News Highlights - April 21, 2026
Kudos

Lee Receives AGA Distinguished Clinician Award
William M. Lee, M.D., a Professor Emeritus in the Division of Digestive and Liver Diseases, has received the 2026 Distinguished Clinician Award in Academic Practice from the American Gastroenterological Association. Established in 1996, the award recognizes two gastroenterologists annually, one in private practice and one in clinical academic practice.
Dr. Lee was selected for his longstanding commitment to clinical excellence and his impact on patient-centered care.
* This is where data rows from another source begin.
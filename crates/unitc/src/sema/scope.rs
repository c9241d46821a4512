//! Scope stack with copy-on-enter semantics
//!
//! Entering a scope snapshots the visible bindings instead of chaining to a
//! parent, so lookups only ever inspect the innermost scope. Scope 0 is the
//! global scope and is never popped.
//!
//! Function bodies and control-flow blocks may run any number of times, so
//! the snapshot a new scope starts from forgets measurement values. An
//! assignment inside a block leaves the variable unknown in every enclosing
//! scope up to the function.

use std::collections::{HashMap, HashSet};
use std::ops::{Deref, DerefMut};

use thiserror::Error;

use super::value::Value;

#[derive(Error, Debug, Clone, PartialEq, Eq)]
pub enum ScopeError {
    #[error("'{0}' is already declared in this scope")]
    Duplicate(String),

    #[error("'{0}' is a reserved word")]
    Reserved(String),

    #[error("variable '{0}' is not declared")]
    Undeclared(String),
}

pub type ScopeResult<T> = Result<T, ScopeError>;

#[derive(Debug, Clone)]
struct Scope {
    kind: ScopeKind,
    bindings: HashMap<String, Value>,
}

impl Scope {
    fn root() -> Self {
        Self {
            kind: ScopeKind::Function,
            bindings: HashMap::new(),
        }
    }
}

#[derive(Debug)]
pub struct ScopeStack {
    scopes: Vec<Scope>,
    reserved: HashSet<String>,
}

impl ScopeStack {
    pub fn new() -> Self {
        Self {
            scopes: vec![Scope::root()],
            reserved: HashSet::new(),
        }
    }

    /// A stack that refuses to declare any of `reserved`
    pub fn with_reserved<I, S>(reserved: I) -> Self
    where
        I: IntoIterator<Item = S>,
        S: Into<String>,
    {
        Self {
            scopes: vec![Scope::root()],
            reserved: reserved.into_iter().map(Into::into).collect(),
        }
    }

    pub fn depth(&self) -> usize {
        self.scopes.len()
    }

    fn current(&self) -> &Scope {
        &self.scopes[self.scopes.len() - 1]
    }

    fn current_mut(&mut self) -> &mut Scope {
        let last = self.scopes.len() - 1;
        &mut self.scopes[last]
    }

    /// Open a function scope seeded with the global bindings only
    pub fn push_function(&mut self) {
        let bindings = forget_all(&self.scopes[0].bindings);
        self.scopes.push(Scope {
            kind: ScopeKind::Function,
            bindings,
        });
    }

    /// Open a block scope seeded with everything currently visible, with
    /// measurement values forgotten
    pub fn push_block(&mut self) {
        let bindings = forget_all(&self.current().bindings);
        self.scopes.push(Scope {
            kind: ScopeKind::Block,
            bindings,
        });
    }

    /// Discard the innermost scope. The global scope stays.
    pub fn pop(&mut self) {
        if self.scopes.len() > 1 {
            self.scopes.pop();
        }
    }

    /// Pop back down to `depth` scopes
    pub fn truncate(&mut self, depth: usize) {
        self.scopes.truncate(depth.max(1));
    }

    pub fn declare(&mut self, name: &str, value: Value) -> ScopeResult<()> {
        if self.reserved.contains(name) {
            return Err(ScopeError::Reserved(name.to_string()));
        }
        let scope = self.current_mut();
        if scope.bindings.contains_key(name) {
            return Err(ScopeError::Duplicate(name.to_string()));
        }
        scope.bindings.insert(name.to_string(), value);
        Ok(())
    }

    pub fn assign(&mut self, name: &str, value: Value) -> ScopeResult<()> {
        match self.current_mut().bindings.get_mut(name) {
            Some(slot) => *slot = value,
            None => return Err(ScopeError::Undeclared(name.to_string())),
        }

        let mut index = self.scopes.len() - 1;
        while index > 0 && self.scopes[index].kind == ScopeKind::Block {
            index -= 1;
            if let Some(slot) = self.scopes[index].bindings.get_mut(name) {
                *slot = slot.forgotten();
            }
        }
        Ok(())
    }

    /// Insert without checks; used to seed parameters
    pub fn bind(&mut self, name: &str, value: Value) {
        self.current_mut().bindings.insert(name.to_string(), value);
    }

    pub fn get(&self, name: &str) -> Option<&Value> {
        self.current().bindings.get(name)
    }

    pub fn is_reserved(&self, name: &str) -> bool {
        self.reserved.contains(name)
    }
}

impl Default for ScopeStack {
    fn default() -> Self {
        Self::new()
    }
}

/// Anything that owns a [`ScopeStack`] and can be guarded
pub trait HasScopes {
    fn scopes_mut(&mut self) -> &mut ScopeStack;
}

fn forget_all(bindings: &HashMap<String, Value>) -> HashMap<String, Value> {
    bindings
        .iter()
        .map(|(name, value)| (name.clone(), value.forgotten()))
        .collect()
}

impl HasScopes for ScopeStack {
    fn scopes_mut(&mut self) -> &mut ScopeStack {
        self
    }
}

/// Which kind of scope a guard opens
#[derive(Debug, Clone, Copy, PartialEq, Eq)]
pub enum ScopeKind {
    Function,
    Block,
}

/// Restores the scope depth of its owner when dropped
pub struct ScopeGuard<'a, T: HasScopes> {
    owner: &'a mut T,
    depth: usize,
}

impl<'a, T: HasScopes> ScopeGuard<'a, T> {
    pub fn enter(owner: &'a mut T, kind: ScopeKind) -> Self {
        let scopes = owner.scopes_mut();
        let depth = scopes.depth();
        match kind {
            ScopeKind::Function => scopes.push_function(),
            ScopeKind::Block => scopes.push_block(),
        }
        Self { owner, depth }
    }
}

impl<T: HasScopes> Deref for ScopeGuard<'_, T> {
    type Target = T;

    fn deref(&self) -> &T {
        self.owner
    }
}

impl<T: HasScopes> DerefMut for ScopeGuard<'_, T> {
    fn deref_mut(&mut self) -> &mut T {
        self.owner
    }
}

impl<T: HasScopes> Drop for ScopeGuard<'_, T> {
    fn drop(&mut self) {
        self.owner.scopes_mut().truncate(self.depth);
    }
}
“He was one of the first providers in a research-oriented division to see outpatients on the University side, growing his practice to several thousand patients with liver disease and providing care to a racially and socioeconomically diverse patient population,” according to the AGA. “In addition, Dr. Lee made important contributions in clinical research and conducted over 40 clinical trials. He initially characterized Gc protein as an active scavenger in acute liver failure and has delineated many of the clinical features of acetaminophen hepatotoxicity.”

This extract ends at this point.